**THE PROBLEM**
Once the line containing "use genetics::persistence::load_population;" is found in the entries below, reproduce it and every line after it, stopping at and including the line containing "let population = load_population::<serde_json::Value>(path)?;"; reproduce nothing else, and keep each line exact.

(Stored items)
====
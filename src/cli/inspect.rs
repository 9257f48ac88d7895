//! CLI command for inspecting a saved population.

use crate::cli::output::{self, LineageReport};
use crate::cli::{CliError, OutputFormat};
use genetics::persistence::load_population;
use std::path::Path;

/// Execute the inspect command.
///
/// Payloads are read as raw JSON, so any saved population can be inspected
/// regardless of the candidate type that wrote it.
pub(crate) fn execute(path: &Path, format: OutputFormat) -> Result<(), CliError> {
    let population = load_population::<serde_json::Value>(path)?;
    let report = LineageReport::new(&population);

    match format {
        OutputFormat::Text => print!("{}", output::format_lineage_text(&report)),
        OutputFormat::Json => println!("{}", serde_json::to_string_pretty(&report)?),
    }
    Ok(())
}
====
**REPLY**
use genetics::persistence::load_population;
use std::path::Path;

/// Execute the inspect command.
///
/// Payloads are read as raw JSON, so any saved population can be inspected
/// regardless of the candidate type that wrote it.
pub(crate) fn execute(path: &Path, format: OutputFormat) -> Result<(), CliError> {
    let population = load_population::<serde_json::Value>(path)?;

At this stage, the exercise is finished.